▶ **What is required**: Only the lines holding "IndicatorPoint" are wanted; find them in the listing and return each one.
======== Data to process ========
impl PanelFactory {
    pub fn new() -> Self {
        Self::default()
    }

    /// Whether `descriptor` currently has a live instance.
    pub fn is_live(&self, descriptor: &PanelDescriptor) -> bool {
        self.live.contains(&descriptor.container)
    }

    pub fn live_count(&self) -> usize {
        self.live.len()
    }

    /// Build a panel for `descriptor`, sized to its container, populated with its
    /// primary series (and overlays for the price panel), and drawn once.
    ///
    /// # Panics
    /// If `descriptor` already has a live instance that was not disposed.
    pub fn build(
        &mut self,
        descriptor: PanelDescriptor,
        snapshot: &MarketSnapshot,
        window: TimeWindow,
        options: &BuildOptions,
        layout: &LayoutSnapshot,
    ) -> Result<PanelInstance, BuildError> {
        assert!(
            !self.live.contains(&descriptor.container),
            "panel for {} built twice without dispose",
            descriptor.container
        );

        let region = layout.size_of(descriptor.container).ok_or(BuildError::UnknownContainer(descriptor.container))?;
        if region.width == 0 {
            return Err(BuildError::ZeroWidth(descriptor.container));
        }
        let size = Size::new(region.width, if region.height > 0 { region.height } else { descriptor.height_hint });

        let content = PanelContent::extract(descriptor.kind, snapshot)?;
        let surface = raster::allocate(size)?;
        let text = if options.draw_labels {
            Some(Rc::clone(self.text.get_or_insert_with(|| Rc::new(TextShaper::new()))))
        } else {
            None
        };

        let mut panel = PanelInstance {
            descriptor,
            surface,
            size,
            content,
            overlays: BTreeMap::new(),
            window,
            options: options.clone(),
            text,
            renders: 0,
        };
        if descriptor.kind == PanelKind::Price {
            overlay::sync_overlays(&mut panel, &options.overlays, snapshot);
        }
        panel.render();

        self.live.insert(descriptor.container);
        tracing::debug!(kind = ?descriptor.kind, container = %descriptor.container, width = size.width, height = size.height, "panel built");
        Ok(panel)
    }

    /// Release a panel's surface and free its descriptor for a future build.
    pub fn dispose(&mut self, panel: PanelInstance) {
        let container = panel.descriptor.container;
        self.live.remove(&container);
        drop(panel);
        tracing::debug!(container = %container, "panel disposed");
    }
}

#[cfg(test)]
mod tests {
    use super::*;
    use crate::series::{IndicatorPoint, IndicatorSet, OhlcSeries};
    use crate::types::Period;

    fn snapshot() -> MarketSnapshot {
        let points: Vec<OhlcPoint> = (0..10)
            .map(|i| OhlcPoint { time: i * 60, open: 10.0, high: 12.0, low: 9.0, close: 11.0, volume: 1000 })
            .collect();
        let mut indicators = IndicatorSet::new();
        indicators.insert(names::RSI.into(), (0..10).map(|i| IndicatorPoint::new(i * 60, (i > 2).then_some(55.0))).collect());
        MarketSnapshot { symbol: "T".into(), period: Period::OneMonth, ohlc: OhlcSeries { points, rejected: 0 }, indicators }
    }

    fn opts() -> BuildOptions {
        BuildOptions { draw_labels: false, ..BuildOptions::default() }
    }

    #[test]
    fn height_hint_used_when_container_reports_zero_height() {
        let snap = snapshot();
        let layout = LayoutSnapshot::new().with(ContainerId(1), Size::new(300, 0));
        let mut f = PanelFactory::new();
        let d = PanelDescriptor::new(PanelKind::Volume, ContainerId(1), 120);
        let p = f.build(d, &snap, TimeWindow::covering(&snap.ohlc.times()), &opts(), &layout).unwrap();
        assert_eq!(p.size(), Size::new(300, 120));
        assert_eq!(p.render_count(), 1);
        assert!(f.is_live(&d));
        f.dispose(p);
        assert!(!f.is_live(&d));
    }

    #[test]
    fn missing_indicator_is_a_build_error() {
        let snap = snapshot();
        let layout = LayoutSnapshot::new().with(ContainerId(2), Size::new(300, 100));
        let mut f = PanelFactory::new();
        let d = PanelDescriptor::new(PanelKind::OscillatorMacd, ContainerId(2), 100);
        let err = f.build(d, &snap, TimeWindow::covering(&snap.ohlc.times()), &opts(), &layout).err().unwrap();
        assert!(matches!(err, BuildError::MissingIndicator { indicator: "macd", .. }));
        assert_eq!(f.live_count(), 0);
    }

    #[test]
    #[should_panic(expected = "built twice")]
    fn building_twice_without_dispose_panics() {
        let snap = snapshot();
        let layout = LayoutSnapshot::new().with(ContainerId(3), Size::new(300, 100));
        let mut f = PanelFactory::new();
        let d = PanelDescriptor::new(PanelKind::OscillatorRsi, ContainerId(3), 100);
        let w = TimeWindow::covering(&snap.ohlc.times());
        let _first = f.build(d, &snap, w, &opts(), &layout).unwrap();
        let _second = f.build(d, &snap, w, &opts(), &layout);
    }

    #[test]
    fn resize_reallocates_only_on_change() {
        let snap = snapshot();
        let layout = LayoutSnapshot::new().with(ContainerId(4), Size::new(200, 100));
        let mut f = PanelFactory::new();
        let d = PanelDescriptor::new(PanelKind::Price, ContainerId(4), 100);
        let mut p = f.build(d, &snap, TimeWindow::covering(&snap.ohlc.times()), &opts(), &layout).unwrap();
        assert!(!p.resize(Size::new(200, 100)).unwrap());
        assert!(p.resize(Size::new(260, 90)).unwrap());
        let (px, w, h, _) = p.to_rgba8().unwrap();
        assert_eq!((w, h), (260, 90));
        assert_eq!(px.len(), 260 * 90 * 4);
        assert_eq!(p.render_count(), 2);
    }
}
========
======== Data to process ========
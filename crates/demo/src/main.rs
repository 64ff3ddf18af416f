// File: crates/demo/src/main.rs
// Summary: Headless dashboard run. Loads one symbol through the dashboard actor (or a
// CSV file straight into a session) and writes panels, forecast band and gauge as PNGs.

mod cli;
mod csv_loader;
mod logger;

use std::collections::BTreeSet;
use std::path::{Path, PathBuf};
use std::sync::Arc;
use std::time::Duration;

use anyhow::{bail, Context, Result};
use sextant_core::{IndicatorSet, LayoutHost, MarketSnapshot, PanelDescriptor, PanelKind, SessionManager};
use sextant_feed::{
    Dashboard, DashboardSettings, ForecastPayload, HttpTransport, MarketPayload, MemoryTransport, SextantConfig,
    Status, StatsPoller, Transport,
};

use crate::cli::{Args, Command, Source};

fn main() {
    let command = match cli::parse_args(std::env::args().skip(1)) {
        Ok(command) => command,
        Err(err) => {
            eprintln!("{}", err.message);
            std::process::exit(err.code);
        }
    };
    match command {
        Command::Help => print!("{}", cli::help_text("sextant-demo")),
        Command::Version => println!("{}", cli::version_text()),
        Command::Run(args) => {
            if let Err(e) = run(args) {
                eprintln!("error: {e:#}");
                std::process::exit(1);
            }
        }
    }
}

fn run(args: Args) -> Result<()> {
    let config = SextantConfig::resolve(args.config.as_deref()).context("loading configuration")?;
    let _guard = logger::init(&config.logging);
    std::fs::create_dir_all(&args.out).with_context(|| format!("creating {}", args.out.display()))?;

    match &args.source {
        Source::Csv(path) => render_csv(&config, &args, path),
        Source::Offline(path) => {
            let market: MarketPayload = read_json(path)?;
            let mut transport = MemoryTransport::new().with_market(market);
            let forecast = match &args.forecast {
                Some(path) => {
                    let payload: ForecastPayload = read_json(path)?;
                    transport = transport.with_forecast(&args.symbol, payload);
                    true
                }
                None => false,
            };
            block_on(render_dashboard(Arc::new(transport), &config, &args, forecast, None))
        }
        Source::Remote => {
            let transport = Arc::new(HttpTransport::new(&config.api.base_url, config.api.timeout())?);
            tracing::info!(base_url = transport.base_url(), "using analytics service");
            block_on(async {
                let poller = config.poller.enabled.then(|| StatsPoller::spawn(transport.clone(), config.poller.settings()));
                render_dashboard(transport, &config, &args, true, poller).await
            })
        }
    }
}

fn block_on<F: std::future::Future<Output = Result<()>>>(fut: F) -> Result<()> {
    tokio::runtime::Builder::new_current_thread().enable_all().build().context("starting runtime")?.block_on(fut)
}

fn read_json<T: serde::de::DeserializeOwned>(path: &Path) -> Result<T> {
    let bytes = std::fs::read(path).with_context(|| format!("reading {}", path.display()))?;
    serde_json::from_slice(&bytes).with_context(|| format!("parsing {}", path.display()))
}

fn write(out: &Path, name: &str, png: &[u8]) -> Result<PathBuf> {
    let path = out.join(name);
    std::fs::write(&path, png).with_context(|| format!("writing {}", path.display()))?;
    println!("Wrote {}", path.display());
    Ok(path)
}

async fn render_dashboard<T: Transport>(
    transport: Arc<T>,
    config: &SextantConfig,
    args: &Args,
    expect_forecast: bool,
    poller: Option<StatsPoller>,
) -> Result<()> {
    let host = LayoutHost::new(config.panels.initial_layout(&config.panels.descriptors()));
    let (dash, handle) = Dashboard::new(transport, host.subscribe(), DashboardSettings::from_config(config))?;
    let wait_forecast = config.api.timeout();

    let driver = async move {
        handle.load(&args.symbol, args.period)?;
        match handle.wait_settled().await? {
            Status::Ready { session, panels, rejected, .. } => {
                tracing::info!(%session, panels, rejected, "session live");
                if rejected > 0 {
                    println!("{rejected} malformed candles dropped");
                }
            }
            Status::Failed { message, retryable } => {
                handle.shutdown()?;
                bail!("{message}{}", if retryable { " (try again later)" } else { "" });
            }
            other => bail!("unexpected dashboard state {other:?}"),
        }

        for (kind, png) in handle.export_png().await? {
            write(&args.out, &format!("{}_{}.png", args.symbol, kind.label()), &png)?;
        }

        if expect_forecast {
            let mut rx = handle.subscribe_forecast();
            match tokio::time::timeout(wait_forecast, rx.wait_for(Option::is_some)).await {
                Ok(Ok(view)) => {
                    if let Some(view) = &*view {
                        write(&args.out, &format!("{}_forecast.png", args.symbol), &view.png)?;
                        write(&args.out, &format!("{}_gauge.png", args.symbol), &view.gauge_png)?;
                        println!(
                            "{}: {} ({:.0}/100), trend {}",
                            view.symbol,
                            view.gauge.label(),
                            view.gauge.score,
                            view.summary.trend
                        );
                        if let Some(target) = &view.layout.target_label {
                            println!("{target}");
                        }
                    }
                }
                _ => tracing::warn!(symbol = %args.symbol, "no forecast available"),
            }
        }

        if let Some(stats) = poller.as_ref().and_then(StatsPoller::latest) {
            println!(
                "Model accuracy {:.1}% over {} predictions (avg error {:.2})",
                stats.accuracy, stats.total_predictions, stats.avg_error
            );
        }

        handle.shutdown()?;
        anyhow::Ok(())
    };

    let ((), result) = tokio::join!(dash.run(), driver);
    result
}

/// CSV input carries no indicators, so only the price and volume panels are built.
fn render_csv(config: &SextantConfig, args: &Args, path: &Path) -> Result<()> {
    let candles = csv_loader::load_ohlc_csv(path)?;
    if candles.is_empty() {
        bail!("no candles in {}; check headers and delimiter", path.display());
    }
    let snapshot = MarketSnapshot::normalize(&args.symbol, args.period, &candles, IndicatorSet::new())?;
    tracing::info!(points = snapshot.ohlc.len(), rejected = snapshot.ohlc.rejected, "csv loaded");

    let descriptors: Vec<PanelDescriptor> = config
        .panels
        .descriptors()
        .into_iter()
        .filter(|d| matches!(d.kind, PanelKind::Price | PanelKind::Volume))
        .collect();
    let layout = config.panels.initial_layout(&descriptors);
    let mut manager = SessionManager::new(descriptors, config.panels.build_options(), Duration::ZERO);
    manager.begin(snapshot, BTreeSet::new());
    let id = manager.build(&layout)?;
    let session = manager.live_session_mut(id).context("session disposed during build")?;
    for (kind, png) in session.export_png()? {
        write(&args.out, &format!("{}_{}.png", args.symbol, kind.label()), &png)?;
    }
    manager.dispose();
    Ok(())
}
========
▶ **Output below**:
    use crate::series::{IndicatorPoint, IndicatorSet, OhlcSeries};
        indicators.insert(names::RSI.into(), (0..10).map(|i| IndicatorPoint::new(i * 60, (i > 2).then_some(55.0))).collect());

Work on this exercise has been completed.